Westminster in central London at 22.9% is a reminder that high absence is not limited to areas outside the capital.

The common thread is not geography but deprivation. These areas share higher-than-average levels of child poverty, regardless of region.

The national picture since the pandemic

The national persistent absence rate almost doubled from 10.9% in 2018/19 to 22.5% in 2021/22. Recovery has been gradual: 21.2% in 2022/23 and 20.0% in 2023/24.

At 20.0%, the national rate remains 83% above the pre-pandemic level of 10.9%. One in five pupils is still regularly missing school — a significant improvement from the post-pandemic peak, but far from a return to normal.

What drives high absence?

Research consistently links persistent absence to deprivation, mental health difficulties and disengagement from learning. In areas like Knowsley and Blackpool, multiple disadvantage factors compound: higher rates of child poverty, fewer educational support services and greater prevalence of health conditions that affect attendance.

The pandemic also shifted attendance norms. In Middlesbrough and Torbay, schools report that some families now treat regular attendance as optional — a cultural shift that is proving harder to reverse than the practical barriers.

Looking ahead

The government's ambition is to return persistent absence to pre-pandemic levels. For Knowsley at 26.1%, this would mean reducing its rate by more than half — from over one in four pupils to roughly one in ten.
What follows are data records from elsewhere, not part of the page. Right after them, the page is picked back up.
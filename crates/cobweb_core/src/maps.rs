//! Concrete one-dimensional maps.

use crate::traits::{Map, Scalar};
use serde::{Deserialize, Serialize};

/// Linear map f(y) = alpha + beta * y.
#[derive(Debug, Clone, Copy, PartialEq, Serialize, Deserialize)]
pub struct LinearMap {
    pub alpha: f64,
    pub beta: f64,
}

impl LinearMap {
    pub fn new(alpha: f64, beta: f64) -> Self {
        Self { alpha, beta }
    }

    /// Closed-form fixed point alpha / (1 - beta), or `None` when beta == 1.
    pub fn fixed_point(&self) -> Option<f64> {
        if self.beta == 1.0 {
            None
        } else {
            Some(self.alpha / (1.0 - self.beta))
        }
    }
}

impl<T: Scalar> Map<T> for LinearMap {
    fn apply(&self, y: T) -> T {
        T::lift(self.alpha) + T::lift(self.beta) * y
    }
}

/// Logistic growth map f(y) = r * y * (1 - y / K).
///
/// `r` is the growth rate and `k` the carrying capacity. Inputs outside
/// `[0, K]` are evaluated as-is.
#[derive(Debug, Clone, Copy, PartialEq, Serialize, Deserialize)]
pub struct LogisticMap {
    pub r: f64,
    pub k: f64,
}

impl LogisticMap {
    pub fn new(r: f64, k: f64) -> Self {
        Self { r, k }
    }

    /// The two fixed points: extinction at 0 and K * (1 - 1/r).
    pub fn fixed_points(&self) -> [f64; 2] {
        [0.0, self.k * (1.0 - 1.0 / self.r)]
    }
}

impl<T: Scalar> Map<T> for LogisticMap {
    fn apply(&self, y: T) -> T {
        let one = T::one();
        T::lift(self.r) * y * (one - y / T::lift(self.k))
    }
}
The direction of travel since 2021/22 is positive: the national rate has fallen by 2.5 percentage points in two years. The challenge is ensuring improvement reaches the communities where absence is most entrenched.

About This Data

Department for Education, Pupil absence in schools in England, 2023/24 (published 20 March 2025). National headline figures (10.9%, 22.5%, 21.2%, 20.0%) are from the official DfE statistical release. LA-level figures are pupil-weighted averages calculated from school-level data across 21,318 state-funded schools, weighted by pupil numbers. Persistent absence is defined as missing 10% or more of possible sessions.